South American inflation hurts equipment sales 

The inflationary environment of 2023 saw the South American construction equipment market turn down steeply after the unprecedented peak of 2022. There was a modest 1% rebound in volume terms last year, which was driven by mining, oil and gas.

The market is expected to now enter a shallow cyclical decline for most of the rest of the decade, with fleets having been refreshed by the sharp spike in sales in the early 2020s.

However, equipment associated with mining should still perform well thanks to a reasonably buoyant outlook for various commodities. Ther nature of mining is that it tends to focus on lower volume/higher cost types of equipment, so while the forecast is for a decline in volume terms, the overall value and general health of the South American equipment segment should remain reasonable.

Rest of the world
Global sales construction equipment by type, 2024, units

Like South America, the other equipment markets around the world are predominantly emerging economies with some sort of extraction industry at the heart of their wealth creation.

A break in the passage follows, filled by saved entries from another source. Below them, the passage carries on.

//! Exact-match scoring of a recorded attempt.

use std::collections::HashSet;

use crate::models::{Question, QuestionType, Quiz};

use super::session::{Answer, AnswerSheet};

/// Outcome of scoring one attempt. Derived from the quiz and the answer
/// sheet, never mutated afterwards.
#[derive(Debug, Clone, Copy, PartialEq, Eq)]
pub struct ScoreResult {
    pub correct_count: usize,
    pub total: usize,
    /// Whole percentage in `[0, 100]`, rounded half up.
    pub percentage: u8,
}

/// Score an attempt: each question matches or it doesn't, no partial credit.
///
/// Pure and deterministic; callers recompute freely, for example on every
/// render of a results view.
pub fn compute_score(quiz: &Quiz, answers: &AnswerSheet) -> ScoreResult {
    let correct_count = quiz
        .questions
        .iter()
        .filter(|q| question_matches(q, answers.get(&q.id)))
        .count();
    let total = quiz.questions.len();

    ScoreResult {
        correct_count,
        total,
        percentage: percentage(correct_count, total),
    }
}

/// Whether a recorded answer matches a question exactly.
///
/// A single-choice question matches only when it has exactly one correct
/// option and that option was chosen; zero or several correct flags (a state
/// editing can leave behind) make the question unmatchable rather than a
/// crash. A multiple-choice question matches when the selected set equals
/// the correct set, order irrelevant.
pub(crate) fn question_matches(question: &Question, answer: Option<&Answer>) -> bool {
    match (question.kind, answer) {
        (QuestionType::Single, Some(Answer::Single(selected))) => {
            let mut correct = question.correct_options();
            match (correct.next(), correct.next()) {
                (Some(option), None) => option.id == *selected,
                _ => false,
            }
        }
        (QuestionType::Multiple, Some(Answer::Multiple(selected))) => {
            let correct: HashSet<&str> = question
                .correct_options()
                .map(|o| o.id.as_str())
                .collect();
            selected.len() == correct.len()
                && selected.iter().all(|id| correct.contains(id.as_str()))
        }
        _ => false,
    }
}

/// Whole percentage of `part` in `whole`, rounded half up.
pub(crate) fn percentage(part: usize, whole: usize) -> u8 {
    ((100 * part) as f64 / whole as f64).round() as u8
}

#[cfg(test)]
mod tests {
    use super::*;
    use crate::models::AnswerOption;

    fn option(id: &str, is_correct: bool) -> AnswerOption {
        AnswerOption {
            id: id.to_string(),
            text: id.to_string(),
            is_correct,
        }
    }

    fn single_question(id: &str, options: Vec<AnswerOption>) -> Question {
        Question {
            id: id.to_string(),
            text: format!("{} text", id),
            kind: QuestionType::Single,
            options,
        }
    }

    fn multiple_question(id: &str, options: Vec<AnswerOption>) -> Question {
        Question {
            id: id.to_string(),
            text: format!("{} text", id),
            kind: QuestionType::Multiple,
            options,
        }
    }

    fn quiz(questions: Vec<Question>) -> Quiz {
        Quiz {
            id: "quiz".to_string(),
            title: "Scoring".to_string(),
            description: None,
            questions,
        }
    }

    fn single_answer(question_id: &str, option_id: &str) -> (String, Answer) {
        (question_id.to_string(), Answer::Single(option_id.to_string()))
    }

    fn multiple_answer(question_id: &str, option_ids: &[&str]) -> (String, Answer) {
        (
            question_id.to_string(),
            Answer::Multiple(option_ids.iter().map(|id| id.to_string()).collect()),
        )
    }

    #[test]
    fn single_choice_full_marks() {
        let quiz = quiz(vec![single_question(
            "q1",
            vec![option("o1", false), option("o2", true), option("o3", false)],
        )]);
        let answers = AnswerSheet::from([single_answer("q1", "o2")]);

        let result = compute_score(&quiz, &answers);
        assert_eq!(
            result,
            ScoreResult {
                correct_count: 1,
                total: 1,
                percentage: 100,
            }
        );
    }

    #[test]
    fn multiple_choice_matches_regardless_of_selection_order() {
        let quiz = quiz(vec![multiple_question(
            "q1",
            vec![
                option("o1", true),
                option("o2", false),
                option("o3", true),
                option("o4", false),
            ],
        )]);
        // Selected third then first; order never matters.
        let answers = AnswerSheet::from([multiple_answer("q1", &["o3", "o1"])]);

        assert_eq!(compute_score(&quiz, &answers).percentage, 100);
    }

    #[test]
    fn multiple_choice_requires_the_exact_set() {
        let quiz = quiz(vec![multiple_question(
            "q1",
            vec![
                option("o1", true),
                option("o2", false),
                option("o3", true),
                option("o4", false),
            ],
        )]);

        for selected in [&["o1", "o2"][..], &["o1"][..], &["o1", "o3", "o4"][..]] {
            let answers = AnswerSheet::from([multiple_answer("q1", selected)]);
            let result = compute_score(&quiz, &answers);
            assert_eq!(result.correct_count, 0);
            assert_eq!(result.percentage, 0);
        }
    }

    #[test]
    fn unanswered_questions_count_as_incorrect() {
        let quiz = quiz(vec![
            single_question("q1", vec![option("o1", true), option("o2", false)]),
            multiple_question("q2", vec![option("o3", true), option("o4", false)]),
        ]);
        let answers = AnswerSheet::from([single_answer("q1", "o1")]);

        let result = compute_score(&quiz, &answers);
        assert_eq!(result.correct_count, 1);
        assert_eq!(result.total, 2);
        assert_eq!(result.percentage, 50);
    }

    #[test]
    fn malformed_single_questions_never_match() {
        // Zero correct options, and several correct options: both states are
        // reachable through editing and both simply score as incorrect.
        let quiz = quiz(vec![
            single_question("q1", vec![option("o1", false), option("o2", false)]),
            single_question("q2", vec![option("o3", true), option("o4", true)]),
        ]);
        let answers =
            AnswerSheet::from([single_answer("q1", "o1"), single_answer("q2", "o3")]);

        assert_eq!(compute_score(&quiz, &answers).correct_count, 0);
    }

    #[test]
    fn answer_of_the_wrong_shape_never_matches() {
        let quiz = quiz(vec![single_question(
            "q1",
            vec![option("o1", true), option("o2", false)],
        )]);
        let answers = AnswerSheet::from([multiple_answer("q1", &["o1"])]);

        assert_eq!(compute_score(&quiz, &answers).correct_count, 0);
    }

    #[test]
    fn percentage_rounds_half_up() {
        assert_eq!(percentage(1, 3), 33);
        assert_eq!(percentage(2, 3), 67);
        assert_eq!(percentage(1, 8), 13);
        assert_eq!(percentage(0, 4), 0);
        assert_eq!(percentage(4, 4), 100);
    }

    #[test]
    fn scoring_is_deterministic() {
        let quiz = quiz(vec![
            single_question("q1", vec![option("o1", true), option("o2", false)]),
            multiple_question("q2", vec![option("o3", true), option("o4", true)]),
        ]);
        let answers = AnswerSheet::from([
            single_answer("q1", "o1"),
            multiple_answer("q2", &["o3", "o4"]),
        ]);

        let first = compute_score(&quiz, &answers);
        let second = compute_score(&quiz, &answers);
        assert_eq!(first, second);
        assert_eq!(first.percentage, 100);
    }
}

High commodity prices meant this disparate group of countries achieved a 5% increase in sales last year. This followed on from the dip that was seen in 2023 when high interest rates and high inflation derailed growth.

The global outlook for commodity prices for the next few years is that they will remain at reasonably high levels, and Off-Highway Research believes these will be strong enough to drive modest growth in equipment sales.

Looking to the future of construction equipment sales 

Off-Highway Research’s forecast is for steady growth in construction equipment sales both globally and in the individual regions from 2026 onwards. This should lead the markets to a cyclical peak in the early 2030s which, in volume terms, should eclipse the stimulus-driven high of 2021.

This is a point worth remembering at times like these. Construction equipment sales always grow over time. The world’s population is growing, which demands infrastructure and housing, and the construction industry that has to deliver this is becoming increasingly mechanised. Evening out the ups and downs of the cycle, this equates to a compound annual growth rate (CAGR) of around 2%.